Me falta la respiración, mi mano izquierda está sobre mi pecho agitado y grito.
Te lo digo, Rosalba, mi madre siempre con la misma historia, eso pasó hace más de cien años y ella piensa que es una maldición familiar. ¿No te parece una locura? Ya es 1998, no puedes creer en pesadillas, sólo son fantasías.
Es que siempre me dice que no le gusta que me suba a automóviles desconocidos, que siempre espere a que mi padre llegue por mí; no me dan la libertad, es el siglo XX y todos los días espero contigo afuera de la universidad.
—Pero dime algo, mujer.
Se detiene y se para enfrente de mí.
—Soy tu mejor amiga y sabes que te quiero, pero no puedo hacer esto contigo, afectaría mucho a tu madre.

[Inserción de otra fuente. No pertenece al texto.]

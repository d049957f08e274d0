//! Submission and job read endpoints.

use axum::extract::rejection::JsonRejection;
use axum::extract::{Multipart, Path, State};
use axum::http::{header, StatusCode};
use axum::response::{IntoResponse, Response};
use axum::Json;
use serde::{Deserialize, Serialize};
use tracing::info;
use uuid::Uuid;

use vox_core::{FileType, JobSource, UrlType};
use vox_jobs::{JobView, SessionJobs};

use crate::error::ApiError;
use crate::session::Session;
use crate::state::AppState;

#[derive(Debug, Deserialize)]
pub struct UrlRequest {
    #[serde(default)]
    pub url: Option<String>,
}

#[derive(Debug, Serialize)]
pub struct UploadResponse {
    pub job_id: Uuid,
    pub filename: String,
    pub file_type: FileType,
    pub message: String,
}

#[derive(Debug, Serialize)]
pub struct UrlSubmitResponse {
    pub job_id: Uuid,
    pub url: String,
    #[serde(skip_serializing_if = "Option::is_none")]
    pub url_type: Option<UrlType>,
    pub message: String,
}

#[derive(Debug, Serialize)]
pub struct SummarizeResponse {
    pub success: bool,
    pub job_id: Uuid,
    pub summary: String,
    pub key_topics: Option<String>,
    pub original_length: usize,
    pub summary_length: usize,
}

/// Accept a multipart upload in the `file` field.
pub async fn upload(
    State(state): State<AppState>,
    session: Session,
    mut multipart: Multipart,
) -> Result<Json<UploadResponse>, ApiError> {
    let mut upload: Option<(String, Vec<u8>)> = None;

    while let Some(field) = multipart.next_field().await.map_err(multipart_error)? {
        if field.name() != Some("file") {
            continue;
        }
        let filename = field.file_name().unwrap_or_default().to_string();
        let data = field.bytes().await.map_err(multipart_error)?;
        upload = Some((filename, data.to_vec()));
        break;
    }

    let (filename, data) =
        upload.ok_or_else(|| ApiError::BadRequest("No file provided".to_string()))?;
    if filename.trim().is_empty() {
        return Err(ApiError::BadRequest("No file selected".to_string()));
    }

    let job = state
        .scheduler
        .submit_file(session.id(), &filename, &data)
        .await?;
    let file_type = match &job.source {
        JobSource::File { file_type, .. } => *file_type,
        JobSource::Url { .. } => {
            return Err(ApiError::Internal(vox_core::Error::Internal(
                "upload produced a URL job".to_string(),
            )))
        }
    };
    info!(
        job_id = %job.job_id,
        session_id = %session.id(),
        filename = %filename,
        size = data.len(),
        "Upload accepted"
    );

    Ok(Json(UploadResponse {
        job_id: job.job_id,
        filename,
        file_type,
        message: "File uploaded and queued for transcription".to_string(),
    }))
}

/// Queue a URL for direct download.
pub async fn transcribe_url(
    State(state): State<AppState>,
    session: Session,
    body: Result<Json<UrlRequest>, JsonRejection>,
) -> Result<Json<UrlSubmitResponse>, ApiError> {
    let url = requested_url(body)?;
    let job = state.scheduler.submit_url(session.id(), &url).await?;

    Ok(Json(UrlSubmitResponse {
        job_id: job.job_id,
        url,
        url_type: None,
        message: "URL queued for transcription".to_string(),
    }))
}

/// Queue a platform URL (YouTube, LinkedIn, Google Drive, direct media).
pub async fn enhanced_url(
    State(state): State<AppState>,
    session: Session,
    body: Result<Json<UrlRequest>, JsonRejection>,
) -> Result<Json<UrlSubmitResponse>, ApiError> {
    let url = requested_url(body)?;
    let job = state
        .scheduler
        .submit_enhanced_url(session.id(), &url)
        .await?;
    let url_type = match &job.source {
        JobSource::Url { url_type, .. } => *url_type,
        JobSource::File { .. } => None,
    };
    let label = url_type.map(|t| t.label()).unwrap_or("URL");

    Ok(Json(UrlSubmitResponse {
        job_id: job.job_id,
        url,
        url_type,
        message: format!("{label} URL queued for transcription"),
    }))
}

pub async fn list_transcriptions(
    State(state): State<AppState>,
    session: Session,
) -> Result<Json<SessionJobs>, ApiError> {
    Ok(Json(state.scheduler.list(session.id()).await?))
}

pub async fn job_status(
    State(state): State<AppState>,
    session: Session,
    Path(job_id): Path<String>,
) -> Result<Json<JobView>, ApiError> {
    let job_id = parse_job_id(&job_id)?;
    let record = state.scheduler.job(session.id(), job_id).await?;
    Ok(Json(JobView::from(&record)))
}

/// Summarize a completed transcript and store the result on the job.
pub async fn summarize(
    State(state): State<AppState>,
    session: Session,
    Path(job_id): Path<String>,
) -> Result<Json<SummarizeResponse>, ApiError> {
    let job_id = parse_job_id(&job_id)?;
    let result = state.scheduler.summarize(session.id(), job_id).await?;

    Ok(Json(SummarizeResponse {
        success: true,
        job_id,
        summary: result.summary,
        key_topics: result.key_topics,
        original_length: result.original_length,
        summary_length: result.summary_length,
    }))
}

/// Serve a completed transcript as a text attachment.
pub async fn download(
    State(state): State<AppState>,
    session: Session,
    Path(job_id): Path<String>,
) -> Result<Response, ApiError> {
    let job_id = parse_job_id(&job_id)?;
    let transcript = state.scheduler.download(session.id(), job_id).await?;
    let disposition = format!("attachment; filename=\"{}\"", transcript.filename);

    Ok((
        [
            (header::CONTENT_TYPE, "text/plain; charset=utf-8".to_string()),
            (header::CONTENT_DISPOSITION, disposition),
        ],
        transcript.content,
    )
        .into_response())
}

/// Forget every job of the calling session.
pub async fn reset(
    State(state): State<AppState>,
    session: Session,
) -> Result<Json<serde_json::Value>, ApiError> {
    let cleared = state.scheduler.reset(session.id()).await?;
    Ok(Json(serde_json::json!({
        "message": format!("Session reset; {cleared} job(s) cleared"),
    })))
}

fn requested_url(body: Result<Json<UrlRequest>, JsonRejection>) -> Result<String, ApiError> {
    let Json(request) = body.map_err(|_| ApiError::BadRequest("No URL provided".to_string()))?;
    let url = request
        .url
        .ok_or_else(|| ApiError::BadRequest("No URL provided".to_string()))?;
    let url = url.trim();
    if url.is_empty() {
        return Err(ApiError::BadRequest("Invalid URL".to_string()));
    }
    Ok(url.to_string())
}

/// Malformed ids can never name a job, so they read as unknown.
fn parse_job_id(raw: &str) -> Result<Uuid, ApiError> {
    Uuid::parse_str(raw).map_err(|_| ApiError::NotFound("Job not found".to_string()))
}

fn multipart_error(err: axum::extract::multipart::MultipartError) -> ApiError {
    if err.status() == StatusCode::PAYLOAD_TOO_LARGE {
        ApiError::PayloadTooLarge("File too large".to_string())
    } else {
        ApiError::BadRequest(err.body_text())
    }
}
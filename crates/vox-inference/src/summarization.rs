//! Summarization backend trait for completed transcripts.

use async_trait::async_trait;
use vox_core::Result;

/// System prompt for structured summaries.
pub const SUMMARY_SYSTEM_PROMPT: &str = "You are an expert content analyst and summarizer with these capabilities:\n\
- Extracting key points while maintaining context\n\
- Identifying main themes and core messages\n\
- Preserving critical details while reducing length\n\
- Maintaining the original tone and intent\n\
- Organizing information hierarchically\n\n\
Format your summaries with:\n\
1. A one-sentence overview\n\
2. 2-3 key takeaways\n\
3. Important details or quotes (if any)";

/// System prompt for key topic extraction.
pub const KEY_TOPICS_SYSTEM_PROMPT: &str = "You are an expert at extracting key topics and themes from content. \
Analyze the provided transcription and extract:\n\
- Main topics discussed\n\
- Key themes and concepts\n\
- Important keywords and phrases\n\
Format as a bulleted list with categories.";

pub fn summary_prompt(transcript: &str) -> String {
    format!(
        "Create a structured summary of this transcription. Focus on the core message and key \
         points while maintaining context and critical details.\n\nTranscription:\n{}",
        transcript
    )
}

pub fn key_topics_prompt(transcript: &str) -> String {
    format!(
        "Extract key topics and themes from this transcription:\n\n{}",
        transcript
    )
}

/// Backend for summarizing transcripts.
#[async_trait]
pub trait SummarizationBackend: Send + Sync {
    /// Produce a structured summary of a transcript.
    async fn summarize(&self, transcript: &str) -> Result<String>;

    /// Produce a bulleted list of key topics.
    async fn extract_key_topics(&self, transcript: &str) -> Result<String>;

    /// Check if the summarization backend is reachable.
    async fn health_check(&self) -> Result<bool>;

    /// Get the model name being used.
    fn model_name(&self) -> &str;
}
#[cfg(test)]
mod tests {
    use super::*;
    use vox_core::{ErrorClass, TranscriptResult};
    use vox_inference::mock::{MockFetcher, MockSummarizer};

    fn scheduler(dir: &tempfile::TempDir) -> JobScheduler {
        let db = Database::in_memory(dir.path().join("uploads"), dir.path().join("transcripts"));
        JobScheduler::new(db, Arc::new(MockFetcher::succeeding()))
    }

    async fn complete(scheduler: &JobScheduler, job_id: Uuid, text: &str) {
        let db = scheduler.database();
        db.jobs.claim(job_id).await.unwrap().unwrap();
        db.jobs
            .complete(job_id, TranscriptResult::new(text.to_string()))
            .await
            .unwrap();
    }

    #[tokio::test]
    async fn test_submit_file_queues_job() {
        let dir = tempfile::tempdir().unwrap();
        let s = scheduler(&dir);

        let record = s
            .submit_file("sess", "meeting.mp3", b"ID3 audio bytes")
            .await
            .unwrap();
        assert_eq!(record.status, JobStatus::Queued);
        assert_eq!(record.attempt_count, 0);
        assert_eq!(record.max_retries, 3);
        assert!(s.database().sessions.owns("sess", record.job_id).await);
        assert_eq!(s.database().queue.len(), 1);
        match &record.source {
            JobSource::File { stored_path, .. } => assert!(stored_path.exists()),
            other => panic!("unexpected source {:?}", other),
        }
    }

    #[tokio::test]
    async fn test_rejected_upload_creates_nothing() {
        let dir = tempfile::tempdir().unwrap();
        let s = scheduler(&dir).with_max_upload_bytes(4);

        for (name, data) in [
            ("notes.txt", b"hello".as_slice()),
            ("empty.mp3", b"".as_slice()),
            ("big.mp3", b"0123456789".as_slice()),
            ("evil.mp3", b"MZ\x90\x00".as_slice()),
        ] {
            let err = s.submit_file("sess", name, data).await.unwrap_err();
            assert!(!err.class().is_retryable(), "{}", name);
            assert!(err.is_validation(), "{}: {}", name, err);
        }
        assert_eq!(s.database().jobs.count().await.unwrap(), 0);
        assert!(s.database().queue.is_empty());
    }

    #[tokio::test]
    async fn test_submit_url_validates() {
        let dir = tempfile::tempdir().unwrap();
        let s = scheduler(&dir);

        assert!(matches!(
            s.submit_url("sess", "ftp://example.com/a.mp3").await,
            Err(Error::InvalidInput(_))
        ));
        let record = s
            .submit_url("sess", "https://example.com/a.mp3")
            .await
            .unwrap();
        assert!(matches!(
            record.source,
            JobSource::Url {
                resolved_via: Resolution::Basic,
                ..
            }
        ));
    }

    #[tokio::test]
    async fn test_enhanced_url_unknown_platform_rejected() {
        let dir = tempfile::tempdir().unwrap();
        let s = scheduler(&dir);
        let err = s
            .submit_enhanced_url("sess", "https://example.com/page")
            .await
            .unwrap_err();
        assert_eq!(err.class(), ErrorClass::ValidationError);
        assert_eq!(s.database().jobs.count().await.unwrap(), 0);
    }

    #[tokio::test]
    async fn test_enhanced_url_missing_downloader() {
        let dir = tempfile::tempdir().unwrap();
        let db = Database::in_memory(dir.path().join("u"), dir.path().join("t"));
        let s = JobScheduler::new(
            db,
            Arc::new(MockFetcher::succeeding().with_missing(&["yt-dlp"])),
        );

        match s
            .submit_enhanced_url("sess", "https://youtu.be/abc123")
            .await
        {
            Err(Error::MissingDependency {
                tool,
                install_command,
            }) => {
                assert_eq!(tool, "yt-dlp");
                assert_eq!(install_command, YTDLP_INSTALL_COMMAND);
            }
            other => panic!("expected missing dependency, got {:?}", other),
        }

        // Drive links do not need the downloader
        let record = s
            .submit_enhanced_url("sess", "https://drive.google.com/file/d/abc/view")
            .await
            .unwrap();
        assert!(matches!(
            record.source,
            JobSource::Url {
                url_type: Some(UrlType::GoogleDrive),
                ..
            }
        ));
    }

    #[tokio::test]
    async fn test_other_session_cannot_see_job() {
        let dir = tempfile::tempdir().unwrap();
        let s = scheduler(&dir);
        let record = s
            .submit_url("alice", "https://example.com/a.mp3")
            .await
            .unwrap();

        assert!(matches!(
            s.job("bob", record.job_id).await,
            Err(Error::JobNotFound(_))
        ));
        assert!(s.list("bob").await.unwrap().is_empty());
        assert!(matches!(
            s.summarize("bob", record.job_id).await,
            Err(Error::JobNotFound(_))
        ));
    }

    #[tokio::test]
    async fn test_summarize_requires_completed() {
        let dir = tempfile::tempdir().unwrap();
        let s = scheduler(&dir).with_summarizer(Arc::new(MockSummarizer::echoing()));
        let record = s
            .submit_url("sess", "https://example.com/a.mp3")
            .await
            .unwrap();

        let err = s.summarize("sess", record.job_id).await.unwrap_err();
        assert!(matches!(err, Error::InvalidState(_)));
        assert_eq!(s.job("sess", record.job_id).await.unwrap(), record);
    }

    #[tokio::test]
    async fn test_summarize_without_backend() {
        let dir = tempfile::tempdir().unwrap();
        let s = scheduler(&dir);
        let record = s
            .submit_url("sess", "https://example.com/a.mp3")
            .await
            .unwrap();
        complete(&s, record.job_id, "some words").await;

        assert!(matches!(
            s.summarize("sess", record.job_id).await,
            Err(Error::ServiceUnavailable(_))
        ));
    }

    #[tokio::test]
    async fn test_summarize_attaches_result() {
        let dir = tempfile::tempdir().unwrap();
        let s = scheduler(&dir).with_summarizer(Arc::new(MockSummarizer::echoing()));
        let record = s
            .submit_url("sess", "https://example.com/a.mp3")
            .await
            .unwrap();
        complete(&s, record.job_id, "quarterly planning meeting notes").await;

        let summary = s.summarize("sess", record.job_id).await.unwrap();
        assert_eq!(summary.summary, "Summary: quarterly planning m");
        assert_eq!(summary.key_topics.as_deref(), Some("- quarterly"));
        assert_eq!(summary.original_length, 32);

        let stored = s.job("sess", record.job_id).await.unwrap();
        assert_eq!(stored.status, JobStatus::Completed);
        let result = stored.result.unwrap();
        assert_eq!(result.summary.as_deref(), Some(summary.summary.as_str()));
        assert!(result.summarized_at.is_some());
    }

    #[tokio::test]
    async fn test_download_names_and_states() {
        let dir = tempfile::tempdir().unwrap();
        let s = scheduler(&dir);
        let record = s
            .submit_file("sess", "Team Sync.mp3", b"ID3 audio")
            .await
            .unwrap();

        assert!(matches!(
            s.download("sess", record.job_id).await,
            Err(Error::InvalidState(_))
        ));

        complete(&s, record.job_id, "hello team").await;
        let download = s.download("sess", record.job_id).await.unwrap();
        assert_eq!(download.filename, "Team_Sync.mp3_transcription.txt");
        assert_eq!(download.content, "hello team");
    }

    #[tokio::test]
    async fn test_reset_unlinks_and_purges() {
        let dir = tempfile::tempdir().unwrap();
        let s = scheduler(&dir);
        let done = s
            .submit_file("sess", "a.mp3", b"ID3 audio")
            .await
            .unwrap();
        complete(&s, done.job_id, "done").await;
        s.database()
            .files
            .write_transcript(done.job_id, "done")
            .await
            .unwrap();

        let running = s
            .submit_url("sess", "https://example.com/b.mp3")
            .await
            .unwrap();
        s.database().jobs.claim(running.job_id).await.unwrap();

        assert_eq!(s.reset("sess").await.unwrap(), 2);
        assert!(s.list("sess").await.unwrap().is_empty());
        assert_eq!(s.stats("sess").await.unwrap().stats.total, 0);

        // Completed job and its files are gone; the running one is left to its executor
        assert!(s.database().jobs.get(done.job_id).await.unwrap().is_none());
        assert!(s.database().jobs.get(running.job_id).await.unwrap().is_some());
        assert!(!s.database().sessions.is_linked(running.job_id).await);
        assert!(matches!(
            s.download("sess", done.job_id).await,
            Err(Error::JobNotFound(_))
        ));
    }

    #[tokio::test]
    async fn test_stats_counts_per_status() {
        let dir = tempfile::tempdir().unwrap();
        let s = scheduler(&dir);
        let a = s.submit_url("sess", "https://example.com/a.mp3").await.unwrap();
        s.submit_url("sess", "https://example.com/b.mp3").await.unwrap();
        complete(&s, a.job_id, "x").await;

        let status = s.stats("sess").await.unwrap();
        assert_eq!(status.session_id, "sess");
        assert_eq!(status.stats.completed, 1);
        assert_eq!(status.stats.queued, 1);
        assert_eq!(status.stats.total, 2);
    }
}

Sabes que desde aquel día cambió todo en tu familia, piensan que tarde o temprano se repetirá la historia; además, amiga, eres la única mujer que ha nacido desde entonces y te pusieron su nombre, ese nombre que trajo todo el dolor.
Pongo los ojos en blanco y suspiro, caminamos nuevamente. —Mañana, Rosalba, por favor, hagámoslo mañana.
Me despido de ti, mi padre ha llegado, como todos los días, como siempre desde que nací, desde que llevo ese nombre.
Me duermo emocionada pensando en que mañana probaré un poco de libertad, tengo veinte años, sé cuidarme sola.
El día transcurre lentamente, estoy ansiosa de que sean las dos de la tarde, la misma hora en que sucedió, les demostraré que son supersticiones.
—Apresúrate, Rosalba, abordaremos un taxi y llegaremos solas a casa, se darán cuenta de que son supersticiones.
Dimos unos cuantos pasos y un automóvil amarillo con el toldo blanco se detiene enfrente de nosotras.
—Ya ves qué suerte tenemos.
—Buenas tardes, señoritas. ¿Adónde las llevo? —nos pregunta el conductor. Me tomas del brazo y me dices que tienes miedo, que no lo hagamos.
—A casa —respondo. Cae el día, sonrío divertida.
Abro la puerta trasera y me subo primero, te llamo, no hay ningún peligro, es como si fuera mi refugio, me siento segura. Te sientas a mi lado y los seguros de las puertas se activan. Estoy emocionada. ¿Cómo podría saberlo? Sonreímos, hablamos al mismo tiempo, no podemos entender lo que decimos. El automóvil avanza, sólo pasaron unos minutos, se detiene abruptamente; un escalofrío en mi cuello, mi vista ahora ya no está en Rosalba, sino en el conductor, ya no le reconozco la cara.
Siento cómo mis facciones se contraen, ya sé lo que es el miedo; los seguros se subieron, no, no, me estiro para bajarlos, “no, no se suban”, lo dice mi mente. Dos hombres, uno en cada puerta: “Cierren los ojos y bajen la cabeza”. Se sientan a nuestro lado. “Sigan nuestras instrucciones y no les pasará nada”. No quiero obedecer, ¿adónde nos llevan? Sólo la mente es la que habla, las palabras no salen de mi boca, mi garganta se cierra poco a poco, pero mis ojos ya están cerrados, me cuesta trabajo respirar. ¿Dónde está mi amiga?
Mi mano busca la tuya en la oscuridad, la muevo sobre el asiento; “¡no me toquen, por favor!”, te escucho gritar. Lloras. Sostengo tu mano con fuerza, la aprieto, estamos juntas, pronto pasará. Él pone su mano sobre mi cuello, ya no escucho lo que me dice, el miedo ahora es lo único que existe, me pierdo en mi conciencia ¿Cuánto tiempo ha pasado? Parece eterno, escucho ruido afuera, murmullos, risas, gente, nadie nos ayuda, nadie afuera lo sabe.
Deshace mi peinado y acaricia mi cabello: “nardos, hueles a nardos”, me dice al oído. Me recorre. Me paralizo completamente, ya no siento, mis latidos son el único sonido que reconozco. “¿Sigues ahí?” Aprieto tu mano en cada tacto, ya no siento tu fuerza, no me sueltes, no me dejes ir. Siento el frío que trae la noche, estoy temblando, no lloro, es el único valor que conservo. Estoy desapareciendo.
El automóvil se detiene, una puerta se abre, pero no es la de mi lado. Ya no sostienes mi mano, trato de aferrarme, no me sueltes, mis manos hacen figuras en el aire buscando tu cuerpo, te han dejado ir, corre, corre y no des vuelta, te dice aquel hombre.
Me falta la respiración, mi mano izquierda está sobre mi pecho agitado y grito: “¡Déjenme bajar del automóvil!”.